There are basically three steels used to build outdoor furnaces- mild steel, 304 Stainless and 409 Stainless. The truth of the matter is that it is possible to build a good outdoor furnace out of any of these steels. The type of steel used determines to some extent the design and durability of the unit. Each has it's unique strengths and weaknesses and one manufacturer will advertise against another, using one side or the other and sometimes not giving the whole picture. This has confused much of the general public and is in our opinion not beneficial.
Mild steel has very good heat transfer and is easy to weld and bend. Most manufacturers use some form of mild steel, typically 1/4" thick, sometimes less. The weakness of mild steel is that it has no corrosion resistance. Moisture in any part of the furnace will cause that area to corrode quickly, in many cases becoming thin enough it is impossible to repair. I've seen it too many times. Water treatment is critical, and the furnace must be designed to not condensate anywhere. Also rain water must not be allowed to enter the furnace during the summer months. Down draft gasification furnaces are particularly corrosion prone with mild steel because of the condensation that forms in stagnant air in the upper part of the firebox and in the chimney due to low exhaust temperatures.
Some manufacturers have used some form of stainless at their "trouble spots", reducing the condensation corrosion, with the rest being mild steel.
Mild steel will perform well in the short term (which is why they sell) but negligence on the part of the homeowner or poor design can ruin a unit in a few years. We have seen mild steel units last 3 years or 20 depending on the design of the unit and the care it received. Most older mild steel units have been welded on at some point. Again, the key with mild steel is no moisture and having properly treated water.
304 Stainless is used by a few manufacturers, probably because of it's increased corrosion resistance over 409. 304 is much more forgiving of running the unit with no water treatment (although it is still beneficial). The downside of 304 is that it is very expensive, has the poorest heat transfer of the three, and will not tolerate being run low in water (causes warping and cracking). 304 has a very high thermal expansion rate and the design of the furnace must take that into consideration (no square corners to warp and crack etc.). Absolutely never run a 304 unit low in water and it should last. All the "spider cracked" stainless furnaces that I have seen talked about online are 304 SS. But as we will discuss under 409, there are other types of "cracking".
409 Stainless is used by a few manufacturers (including HeatMaster SS) because, although it has it's weaknesses, in the total picture it's strengths add up better than the other steels. It has good heat transfer, good corrosion resistance (we have never seen wet ashes or condensation eat out a 409 unit), can handle very high temperatures (it is extremely rare to see a 409 water jacket split open from low water/overheating), and costs a lot less than 304.
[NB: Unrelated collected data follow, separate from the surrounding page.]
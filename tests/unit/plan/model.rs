use super::*;

fn segment(text: &str) -> ScriptSegment {
    ScriptSegment {
        text: text.to_string(),
        keyword: "dog park".to_string(),
        duration_sec: None,
        start_sec: None,
        end_sec: None,
    }
}

fn plan() -> ContentPlan {
    ContentPlan {
        title: "A day with dogs".to_string(),
        description: "dogs being dogs".to_string(),
        tags: vec!["dogs".to_string()],
        format: Default::default(),
        target_duration_sec: 60.0,
        language: "en".to_string(),
        tone: String::new(),
        segments: vec![segment("Dogs are loyal."), segment("They love parks.")],
    }
}

#[test]
fn valid_plan_passes() {
    plan().validate().unwrap();
}

#[test]
fn zero_target_duration_is_rejected() {
    let mut p = plan();
    p.target_duration_sec = 0.0;
    assert!(p.validate().is_err());
    p.target_duration_sec = f64::NAN;
    assert!(p.validate().is_err());
}

#[test]
fn empty_segment_text_is_rejected() {
    let mut p = plan();
    p.segments[1].text = "   ".to_string();
    assert!(p.validate().is_err());
}

#[test]
fn negative_duration_estimate_is_rejected() {
    let mut p = plan();
    p.segments[0].duration_sec = Some(-1.0);
    assert!(p.validate().is_err());
}

#[test]
fn clean_text_strips_sound_effect_cues() {
    let s = segment("The dog barks (loud barking sound) and runs.");
    assert_eq!(s.clean_text(), "The dog barks and runs.");

    let nested = segment("Hello (a (nested) cue) world");
    assert_eq!(nested.clean_text(), "Hello world");

    let unbalanced = segment("Starts fine (never closes");
    assert_eq!(unbalanced.clean_text(), "Starts fine");
}

#[test]
fn word_count_uses_cleaned_text() {
    let s = segment("One two (sound) three");
    assert_eq!(s.word_count(), 3);
}

#[test]
fn plan_roundtrips_through_json() {
    let p = plan();
    let json = serde_json::to_string(&p).unwrap();
    let back: ContentPlan = serde_json::from_str(&json).unwrap();
    assert_eq!(back.segments.len(), 2);
    assert_eq!(back.title, p.title);
}
use rand::RngCore;
use sha2::{Digest, Sha256};
use tracing::{debug, info, instrument, warn};

use crate::{
    assets::cache::FootageCache,
    assets::media::{AudioPart, MediaProbe},
    assets::model::{AssetBundle, NarrationTrack, SegmentTiming, StockClip},
    bgm::catalog::BgmCatalog,
    bgm::select::{infer_mood, select_bgm},
    collab::{AlignSpan, DefaultTrackFetcher, FootageProvider, ForcedAligner, SpeechSynthesizer, VoiceParams},
    config::PipelineConfig,
    foundation::error::{ReelforgeError, ReelforgeResult},
    plan::model::ContentPlan,
};

/// Results-per-provider requested during footage search.
const SEARCH_LIMIT: usize = 3;

/// Materializes every asset a plan needs and progressively replaces duration
/// estimates with ground truth.
///
/// Narration is synthesized per segment so duration drift in one segment can
/// never silently shift the ones after it; each produced file is re-measured
/// and the measurement fed back into the plan.
pub struct AssetCollector<'a> {
    cfg: &'a PipelineConfig,
    synthesizer: &'a dyn SpeechSynthesizer,
    aligner: Option<&'a dyn ForcedAligner>,
    providers: &'a [Box<dyn FootageProvider>],
    bgm_fetcher: Option<&'a dyn DefaultTrackFetcher>,
    media: &'a dyn MediaProbe,
}

impl<'a> AssetCollector<'a> {
    /// Assemble a collector over explicitly constructed collaborators.
    pub fn new(
        cfg: &'a PipelineConfig,
        synthesizer: &'a dyn SpeechSynthesizer,
        aligner: Option<&'a dyn ForcedAligner>,
        providers: &'a [Box<dyn FootageProvider>],
        bgm_fetcher: Option<&'a dyn DefaultTrackFetcher>,
        media: &'a dyn MediaProbe,
    ) -> Self {
        Self {
            cfg,
            synthesizer,
            aligner,
            providers,
            bgm_fetcher,
            media,
        }
    }

    /// Collect narration, footage, and music for `plan`.
    ///
    /// Fatal only when no narration audio can be produced at all; a missing
    /// footage clip or missing music merely degrades the bundle.
    #[instrument(skip_all, fields(title = %plan.title))]
    pub fn collect(
        &self,
        plan: &mut ContentPlan,
        rng: &mut dyn RngCore,
    ) -> ReelforgeResult<AssetBundle> {
        let audio_dir = self.cfg.workdir.join("audio");
        let video_dir = self.cfg.workdir.join("stock_videos");
        let cache_dir = self.cfg.workdir.join("cache");
        for dir in [&audio_dir, &video_dir, &cache_dir] {
            std::fs::create_dir_all(dir).map_err(|e| {
                ReelforgeError::validation(format!(
                    "failed to create asset dir '{}': {e}",
                    dir.display()
                ))
            })?;
        }

        let mut bundle = AssetBundle::default();

        let narration = self.collect_narration(plan, &audio_dir)?;
        bundle.timings = narration.timings;
        bundle.narration = Some(narration.track);

        self.refine_with_alignment(plan, &mut bundle);

        bundle.clips = self.collect_footage(plan, &video_dir, &cache_dir)?;

        let mood = infer_mood(&plan.title, &plan.tone);
        let mut catalog = BgmCatalog::load_or_scan(&self.cfg.music_dir, self.media);
        bundle.bgm = select_bgm(
            &mut catalog,
            self.media,
            self.bgm_fetcher,
            mood,
            plan.target_duration_sec,
            rng,
        );
        match &bundle.bgm {
            Some(track) => info!(track = %track.name, mood = mood.as_str(), "selected background music"),
            None => warn!(mood = mood.as_str(), "no background music available; continuing without"),
        }

        info!(
            clips = bundle.clips.len(),
            segments = plan.segments.len(),
            "asset collection complete"
        );
        Ok(bundle)
    }

    fn collect_narration(
        &self,
        plan: &mut ContentPlan,
        audio_dir: &std::path::Path,
    ) -> ReelforgeResult<CollectedNarration> {
        let rate = self.cfg.narration_rate();
        let voice = &self.cfg.voice;

        let mut parts = Vec::<AudioPart>::with_capacity(plan.segments.len());
        let mut timings = Vec::<SegmentTiming>::with_capacity(plan.segments.len());
        let mut cursor = 0.0f64;
        let mut produced = 0usize;

        for (index, segment) in plan.segments.iter_mut().enumerate() {
            let text = segment.clean_text();
            let estimate = segment
                .duration_sec
                .filter(|d| *d > 0.0)
                .unwrap_or_else(|| rate.estimate_sec(&text));

            let (duration, degraded, part) = if text.is_empty() {
                debug!(index, "segment narrates nothing; inserting silence");
                (estimate, true, AudioPart::Silence(estimate))
            } else {
                let path = audio_dir.join(format!(
                    "narr_{}.wav",
                    synthesis_cache_key(&text, voice)
                ));
                if path.exists() {
                    debug!(index, "narration cache hit");
                } else if let Err(e) = self.synthesizer.synthesize(&text, voice, &path) {
                    warn!(index, "segment synthesis failed, padding with silence: {e}");
                    segment.duration_sec = Some(estimate);
                    timings.push(SegmentTiming {
                        index,
                        duration_sec: estimate,
                        start_sec: cursor,
                        degraded: true,
                    });
                    parts.push(AudioPart::Silence(estimate));
                    cursor += estimate;
                    continue;
                }
                match self.media.audio_duration_sec(&path) {
                    Ok(measured) => {
                        produced += 1;
                        (measured, false, AudioPart::File(path))
                    }
                    Err(e) => {
                        warn!(index, "duration measurement failed, using estimate: {e}");
                        produced += 1;
                        (estimate, true, AudioPart::File(path))
                    }
                }
            };

            segment.duration_sec = Some(duration);
            timings.push(SegmentTiming {
                index,
                duration_sec: duration,
                start_sec: cursor,
                degraded,
            });
            parts.push(part);
            cursor += duration;
        }

        if produced == 0 {
            return Err(ReelforgeError::asset_collection(
                "no narration audio could be produced for any segment",
            ));
        }

        let narration_path = audio_dir.join("narration.wav");
        self.media
            .concat_audio(&parts, &narration_path)
            .map_err(|e| {
                ReelforgeError::asset_collection(format!("narration concat failed: {e}"))
            })?;

        let duration_sec = match self.media.audio_duration_sec(&narration_path) {
            Ok(d) => d,
            Err(e) => {
                warn!("narration track measurement failed, summing segments: {e}");
                timings.iter().map(|t| t.duration_sec).sum()
            }
        };

        let text = plan
            .segments
            .iter()
            .map(|s| s.clean_text())
            .filter(|t| !t.is_empty())
            .collect::<Vec<_>>()
            .join(" ");

        info!(
            segments = timings.len(),
            produced,
            duration_sec,
            "narration track assembled"
        );

        Ok(CollectedNarration {
            track: NarrationTrack {
                text,
                local_path: narration_path,
                duration_sec,
            },
            timings,
        })
    }

    /// Override measured per-segment timings with alignment-accurate ones.
    /// Best-effort: any failure leaves the decoded durations untouched.
    fn refine_with_alignment(&self, plan: &mut ContentPlan, bundle: &mut AssetBundle) {
        let Some(aligner) = self.aligner else {
            return;
        };
        let Some(narration) = &bundle.narration else {
            return;
        };

        let spans: Vec<AlignSpan> = plan
            .segments
            .iter()
            .filter(|s| !s.clean_text().is_empty())
            .map(|s| AlignSpan {
                text: s.clean_text(),
                keyword: s.keyword.clone(),
            })
            .collect();
        if spans.is_empty() {
            return;
        }

        let words = match aligner.align(&spans, &narration.local_path) {
            Ok(words) if !words.is_empty() => words,
            Ok(_) => {
                warn!("aligner returned no words; keeping measured timings");
                return;
            }
            Err(e) => {
                warn!("alignment failed; keeping measured timings: {e}");
                return;
            }
        };

        let mut word_index = 0usize;
        let mut last_end = 0.0f64;
        for (index, segment) in plan.segments.iter_mut().enumerate() {
            let word_count = segment.word_count();
            if word_count == 0 {
                continue;
            }

            let (start, end) = if word_index < words.len() {
                let start = words[word_index].start_sec;
                let take = (word_index + word_count).min(words.len());
                let end = if take > word_index {
                    words[take - 1].end_sec
                } else {
                    start + 1.0
                };
                word_index = take;
                (start, end)
            } else {
                // Word stream ran out; advance by one second per segment.
                (last_end, last_end + 1.0)
            };

            last_end = end;
            segment.start_sec = Some(start);
            segment.end_sec = Some(end);
            segment.duration_sec = Some(end - start);
            if let Some(timing) = bundle.timings.iter_mut().find(|t| t.index == index) {
                timing.start_sec = start;
                timing.duration_sec = end - start;
                timing.degraded = false;
            }
        }
        info!(words = words.len(), "alignment refinement applied");
    }

    fn collect_footage(
        &self,
        plan: &ContentPlan,
        video_dir: &std::path::Path,
        cache_dir: &std::path::Path,
    ) -> ReelforgeResult<Vec<StockClip>> {
        let cache = FootageCache::open(cache_dir)?;
        let mut clips = Vec::<StockClip>::new();

        for (index, segment) in plan.segments.iter().enumerate() {
            let keyword = segment.keyword.trim();
            if keyword.is_empty() {
                warn!(index, "segment has no search keyword; no visual");
                continue;
            }

            if let Some(clip) = cache.lookup(keyword) {
                info!(index, keyword, id = %clip.id, "footage cache hit");
                clips.push(clip);
                continue;
            }

            let mut candidates = Vec::new();
            for provider in self.providers {
                match provider.search(keyword, SEARCH_LIMIT) {
                    Ok(found) => candidates.extend(found),
                    Err(e) => warn!(provider = provider.name(), keyword, "search failed: {e}"),
                }
            }

            let Some(candidate) = candidates.first() else {
                warn!(index, keyword, "no footage candidates; no visual");
                continue;
            };

            let Some(provider) = self
                .providers
                .iter()
                .find(|p| p.name() == candidate.provider)
            else {
                warn!(keyword, provider = %candidate.provider, "candidate names unknown provider");
                continue;
            };

            match provider.download(candidate, video_dir) {
                Ok(path) => {
                    // Provider-reported lengths are routinely wrong; prefer a
                    // real measurement when the file can be probed.
                    let duration_sec = match self.media.probe_video(&path) {
                        Ok(info) => info.duration_sec,
                        Err(e) => {
                            warn!(keyword, "footage probe failed, keeping reported length: {e}");
                            candidate.duration_sec
                        }
                    };
                    let clip = StockClip {
                        id: candidate.id.clone(),
                        provider: candidate.provider.clone(),
                        keyword: keyword.to_string(),
                        duration_sec,
                        resolution: (candidate.width, candidate.height),
                        local_path: Some(path),
                        downloaded: true,
                    };
                    if let Err(e) = cache.store(keyword, &clip) {
                        warn!(keyword, "failed to write footage cache record: {e}");
                    }
                    clips.push(clip);
                }
                Err(e) => warn!(index, keyword, "download failed; no visual: {e}"),
            }
        }

        Ok(clips)
    }
}

struct CollectedNarration {
    track: NarrationTrack,
    timings: Vec<SegmentTiming>,
}

/// Deterministic cache key for one synthesized span: same text and voice
/// parameters always resolve to the same file.
pub fn synthesis_cache_key(text: &str, voice: &VoiceParams) -> String {
    let mut hasher = Sha256::new();
    hasher.update(text.as_bytes());
    hasher.update([0u8]);
    hasher.update(voice.cache_key_component().as_bytes());
    hex::encode(hasher.finalize())[..16].to_string()
}

#[cfg(test)]
#[path = "../../tests/unit/assets/collector.rs"]
mod tests;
It's weaknesses are that it is more difficult to manufacture than mild steel (requires more experienced welders, is much harder to cut, etc.) I have never seen spider cracking on any 409 unit regardless of the brand. The "cracked" 409 units that I have seen were welds that separated because of poor welding or overheated material beside the weld. This is why HeatMaster SS is extremely careful when hiring and training new welders. 409 also requires water treatment to prevent pitting from sludge buildup and electrolysis. Heatmaster SS does free water testing for life on all their units.
Beware of manufacturers marketing themselves as "stainless" with only a stainless firebox. The water jacket being mild steel hidden by spray foam. This is misleading but it is happening.
In the past we've sold units made of all three steels. We have had much fewer warranty issues with 409 units which is why we are firm believers in 409 and HeatMaster SS.